====== STUDY MATERIAL

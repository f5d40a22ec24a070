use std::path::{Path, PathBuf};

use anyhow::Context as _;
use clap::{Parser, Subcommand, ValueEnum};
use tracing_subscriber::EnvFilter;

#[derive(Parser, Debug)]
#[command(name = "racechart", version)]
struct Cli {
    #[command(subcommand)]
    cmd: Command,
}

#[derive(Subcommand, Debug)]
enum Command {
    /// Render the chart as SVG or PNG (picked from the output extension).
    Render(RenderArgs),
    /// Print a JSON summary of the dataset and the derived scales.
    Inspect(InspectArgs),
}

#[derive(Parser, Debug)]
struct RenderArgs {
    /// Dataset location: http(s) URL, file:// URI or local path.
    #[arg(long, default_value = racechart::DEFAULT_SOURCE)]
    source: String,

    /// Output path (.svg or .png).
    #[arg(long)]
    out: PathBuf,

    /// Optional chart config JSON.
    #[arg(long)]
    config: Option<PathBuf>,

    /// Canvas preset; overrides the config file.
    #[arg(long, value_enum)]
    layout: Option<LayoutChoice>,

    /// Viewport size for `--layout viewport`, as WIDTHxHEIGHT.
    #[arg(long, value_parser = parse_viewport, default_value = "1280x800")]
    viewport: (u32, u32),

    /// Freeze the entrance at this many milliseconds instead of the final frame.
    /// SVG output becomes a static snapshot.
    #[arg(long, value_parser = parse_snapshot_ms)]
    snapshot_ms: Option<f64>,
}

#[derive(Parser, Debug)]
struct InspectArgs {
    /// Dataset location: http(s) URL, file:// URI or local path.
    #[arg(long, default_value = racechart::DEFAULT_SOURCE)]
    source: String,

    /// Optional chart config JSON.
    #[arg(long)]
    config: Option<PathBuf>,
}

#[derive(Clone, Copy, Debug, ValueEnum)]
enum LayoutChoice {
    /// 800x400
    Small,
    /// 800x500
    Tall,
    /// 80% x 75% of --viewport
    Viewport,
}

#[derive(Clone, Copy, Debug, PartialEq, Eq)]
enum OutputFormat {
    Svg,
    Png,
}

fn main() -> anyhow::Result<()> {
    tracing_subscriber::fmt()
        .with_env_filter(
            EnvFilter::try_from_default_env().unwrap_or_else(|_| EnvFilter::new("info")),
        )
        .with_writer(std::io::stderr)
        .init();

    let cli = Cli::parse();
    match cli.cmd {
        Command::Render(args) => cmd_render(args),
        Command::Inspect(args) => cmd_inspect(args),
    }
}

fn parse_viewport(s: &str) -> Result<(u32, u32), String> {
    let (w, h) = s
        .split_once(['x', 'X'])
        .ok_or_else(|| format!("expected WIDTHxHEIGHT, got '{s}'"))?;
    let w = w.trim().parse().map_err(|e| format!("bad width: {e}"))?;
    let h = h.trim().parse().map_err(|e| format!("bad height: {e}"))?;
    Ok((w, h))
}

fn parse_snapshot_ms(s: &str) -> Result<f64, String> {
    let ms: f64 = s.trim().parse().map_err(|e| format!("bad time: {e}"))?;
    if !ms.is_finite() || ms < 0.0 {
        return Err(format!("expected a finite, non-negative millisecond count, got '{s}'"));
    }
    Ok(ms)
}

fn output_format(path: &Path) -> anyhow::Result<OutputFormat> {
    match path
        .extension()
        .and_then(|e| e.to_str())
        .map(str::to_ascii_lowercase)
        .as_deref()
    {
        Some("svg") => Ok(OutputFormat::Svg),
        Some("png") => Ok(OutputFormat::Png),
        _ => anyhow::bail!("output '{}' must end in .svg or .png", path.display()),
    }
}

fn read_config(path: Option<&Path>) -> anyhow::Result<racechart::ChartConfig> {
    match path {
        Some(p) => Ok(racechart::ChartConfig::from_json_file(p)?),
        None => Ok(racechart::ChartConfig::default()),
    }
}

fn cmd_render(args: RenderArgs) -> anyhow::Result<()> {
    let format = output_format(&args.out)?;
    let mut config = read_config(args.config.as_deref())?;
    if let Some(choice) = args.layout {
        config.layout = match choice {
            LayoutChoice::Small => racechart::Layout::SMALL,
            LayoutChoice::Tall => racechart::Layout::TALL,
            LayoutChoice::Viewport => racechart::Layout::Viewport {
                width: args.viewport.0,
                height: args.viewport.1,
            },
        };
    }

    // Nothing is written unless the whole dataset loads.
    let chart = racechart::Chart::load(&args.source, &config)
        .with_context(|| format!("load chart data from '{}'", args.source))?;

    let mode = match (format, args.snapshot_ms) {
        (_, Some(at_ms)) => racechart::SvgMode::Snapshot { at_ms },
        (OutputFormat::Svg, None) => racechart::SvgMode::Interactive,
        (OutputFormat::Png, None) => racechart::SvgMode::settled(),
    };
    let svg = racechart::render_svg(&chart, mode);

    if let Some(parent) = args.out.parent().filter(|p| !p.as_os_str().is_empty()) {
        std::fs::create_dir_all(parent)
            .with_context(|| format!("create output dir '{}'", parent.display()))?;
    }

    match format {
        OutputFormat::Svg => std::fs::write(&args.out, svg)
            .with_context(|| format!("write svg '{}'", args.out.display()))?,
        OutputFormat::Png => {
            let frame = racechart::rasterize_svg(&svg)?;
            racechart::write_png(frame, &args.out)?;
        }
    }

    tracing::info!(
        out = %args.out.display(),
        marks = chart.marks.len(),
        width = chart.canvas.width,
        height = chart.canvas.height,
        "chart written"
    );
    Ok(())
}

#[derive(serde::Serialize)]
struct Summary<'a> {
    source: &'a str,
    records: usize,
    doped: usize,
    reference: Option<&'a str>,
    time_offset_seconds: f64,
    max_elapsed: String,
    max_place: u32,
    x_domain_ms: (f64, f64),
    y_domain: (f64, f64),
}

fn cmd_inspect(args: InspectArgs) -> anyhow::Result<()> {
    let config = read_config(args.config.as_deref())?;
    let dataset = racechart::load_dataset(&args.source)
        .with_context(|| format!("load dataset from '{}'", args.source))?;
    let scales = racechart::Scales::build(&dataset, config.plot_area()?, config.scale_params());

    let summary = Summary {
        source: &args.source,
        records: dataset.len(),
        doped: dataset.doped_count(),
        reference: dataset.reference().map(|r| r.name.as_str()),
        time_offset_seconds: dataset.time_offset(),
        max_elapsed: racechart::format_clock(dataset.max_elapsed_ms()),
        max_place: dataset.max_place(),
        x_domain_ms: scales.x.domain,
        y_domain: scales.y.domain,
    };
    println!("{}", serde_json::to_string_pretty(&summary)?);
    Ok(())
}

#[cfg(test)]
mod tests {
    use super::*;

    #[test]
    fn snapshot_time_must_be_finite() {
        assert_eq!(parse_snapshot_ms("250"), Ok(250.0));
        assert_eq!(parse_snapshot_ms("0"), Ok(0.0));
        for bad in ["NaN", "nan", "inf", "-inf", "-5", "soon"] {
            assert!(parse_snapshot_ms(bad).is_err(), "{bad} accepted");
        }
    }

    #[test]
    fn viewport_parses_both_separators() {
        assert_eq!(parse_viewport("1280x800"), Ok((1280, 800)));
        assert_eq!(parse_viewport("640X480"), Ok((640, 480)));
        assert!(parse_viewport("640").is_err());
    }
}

============

- _REQUIRED WORK_
Check each line of the entries for the string "RenderArgs". Copy the lines that have it.

- _SOLUTION TO THE EXERCISE_
    Render(RenderArgs),
struct RenderArgs {
fn cmd_render(args: RenderArgs) -> anyhow::Result<()> {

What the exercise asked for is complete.